Oh, shiny! You enjoying it?

I feel like cooperative wargames are a glaring gap in the wargaming world. General board gaming has had some brilliant successes (Gloomhaven, Arkham Horror, Spirit Island) but I’ve been struggling to find some really good cooperative wargames. I think this sort of game is ideal for introducing others to the genre as well.

I’m glad you’re liking Peleliu. I have D-Day at Omaha in my backlog, and I’ve heard very good things about it.

Support for learning wargames (rules, player aids, design, organization) feels lacking to me. It’s better than it was 20 years ago, for sure, but it’s a fraction of what it could be. It needs more joy, creativity, and structure based on good pedagogy.

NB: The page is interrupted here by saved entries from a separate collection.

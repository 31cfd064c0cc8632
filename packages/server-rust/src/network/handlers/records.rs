//! Record CRUD endpoints under `/api/collections/{collection}/records`.

use std::collections::BTreeMap;
use std::sync::Arc;

use axum::extract::rejection::JsonRejection;
use axum::extract::{Path, Query, State};
use axum::http::{HeaderMap, Method, StatusCode};
use axum::{Extension, Json};
use rulebase_core::{AuthContext, Record, Value};
use serde::Serialize;

use super::{request_context, AppState};
use crate::error::ApiError;

type Body = Result<Json<BTreeMap<String, Value>>, JsonRejection>;

#[derive(Debug, Serialize)]
#[serde(rename_all = "camelCase")]
pub struct ListResponse {
    pub total_items: usize,
    pub items: Vec<Record>,
}

fn body(body: Body) -> Result<BTreeMap<String, Value>, ApiError> {
    body.map(|Json(data)| data)
        .map_err(|rejection| ApiError::bad_request(rejection.body_text()))
}

/// `GET` list; `?filter=` narrows the rule-visible set.
pub async fn list_records_handler(
    State(state): State<AppState>,
    Path(collection): Path<String>,
    Extension(auth): Extension<Arc<AuthContext>>,
    method: Method,
    headers: HeaderMap,
    Query(query): Query<BTreeMap<String, String>>,
) -> Result<Json<ListResponse>, ApiError> {
    let filter = query.get("filter").cloned();
    let request = request_context(&method, &headers, query, BTreeMap::new(), auth);
    let items = state
        .app
        .record_service
        .list(&request, &collection, filter.as_deref())
        .await?;
    Ok(Json(ListResponse {
        total_items: items.len(),
        items,
    }))
}

pub async fn view_record_handler(
    State(state): State<AppState>,
    Path((collection, id)): Path<(String, String)>,
    Extension(auth): Extension<Arc<AuthContext>>,
    method: Method,
    headers: HeaderMap,
    Query(query): Query<BTreeMap<String, String>>,
) -> Result<Json<Record>, ApiError> {
    let request = request_context(&method, &headers, query, BTreeMap::new(), auth);
    let record = state
        .app
        .record_service
        .view(&request, &collection, &id)
        .await?;
    Ok(Json(record))
}

pub async fn create_record_handler(
    State(state): State<AppState>,
    Path(collection): Path<String>,
    Extension(auth): Extension<Arc<AuthContext>>,
    method: Method,
    headers: HeaderMap,
    Query(query): Query<BTreeMap<String, String>>,
    data: Body,
) -> Result<Json<Record>, ApiError> {
    let request = request_context(&method, &headers, query, body(data)?, auth);
    let record = state
        .app
        .record_service
        .create(&request, &collection)
        .await?;
    Ok(Json(record))
}

pub async fn update_record_handler(
    State(state): State<AppState>,
    Path((collection, id)): Path<(String, String)>,
    Extension(auth): Extension<Arc<AuthContext>>,
    method: Method,
    headers: HeaderMap,
    Query(query): Query<BTreeMap<String, String>>,
    data: Body,
) -> Result<Json<Record>, ApiError> {
    let request = request_context(&method, &headers, query, body(data)?, auth);
    let record = state
        .app
        .record_service
        .update(&request, &collection, &id)
        .await?;
    Ok(Json(record))
}

pub async fn delete_record_handler(
    State(state): State<AppState>,
    Path((collection, id)): Path<(String, String)>,
    Extension(auth): Extension<Arc<AuthContext>>,
    method: Method,
    headers: HeaderMap,
    Query(query): Query<BTreeMap<String, String>>,
) -> Result<StatusCode, ApiError> {
    let request = request_context(&method, &headers, query, BTreeMap::new(), auth);
    state
        .app
        .record_service
        .delete(&request, &collection, &id)
        .await?;
    Ok(StatusCode::NO_CONTENT)
}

And yeah, I just made a sequence of play sheet for a game where I was constantly bouncing in and out of the rules. It’s the first time I’ve done something like that, and it’s been so helpful. So maybe I just leveled up as a grognard? Level 2 here I come!

Is there anything in the BGG files section that would help with the charts: D-Day at Peleliu | Board Game | BoardGameGeek

I hate to say it, but it’s not a thing with me. I do put the charts on double-sided T-shaped sign displays so that I can see at least one side without picking it up. E.g., for World in Flames I have the combat results table on one side, and the weather chart on the other. For a smaller game, I might use just one side of the display holder for multiple charts.

I like having separate charts. I don’t want them in the manual. The manual for WiF is too long as it is!

Edit: I loved D-Day at Omaha Beach. I suppose Pelelieu refines the original system somewhat? Is it a better game?

1 - it’s newer.
2 - you don’t have it yet.

Of course it’s better! 😁

lol. Okay, okay, OF COURSE IT’S BETTER! But it’s also $100 on Amazon - gulp!

I haven’t played any of the other D-Days, but I have watched playthroughs of Omaha and Tarawa, both of which are earlier iterations. Weirdly, it looks like Omaha is a better showcase for modeling an amphibious landing onto fortified beaches. Or perhaps it’s just a closer scale that fits some of the tactical elements better? But the Peleliu landing has very little of Omaha’s careful navigation of fields of fire, cleared defenses, and difficult terrain. Instead, the Marines in the Pacific just have to roll over everything and take their licks. It seems to me Omaha is about avoiding damage and Peleliu is about having to soak it up, with tons of interesting ways for your chits to suffer step losses: ambushes, patrols, counter-attacks, melee charges gone horribly wrong, artillery fire, mortar fire, even getting lost in the jungle.

One of the prolific posters on BGG named Martin Akerlund has written a fair bit over there about the various D-Day titles, and his takeaway is that Peleliu is the D-Day game with the least randomness and therefore it’s the D-Day game with the most player agency. I don’t know enough to agree or disagree, but he seems to know the games inside and out, so his comment made me glad I ended up with Peleliu instead of Omaha, Tarawa, or – ugh – the Iwo Jima game, which was designed by someone other than Butterfield and apparently suffered mightily for it.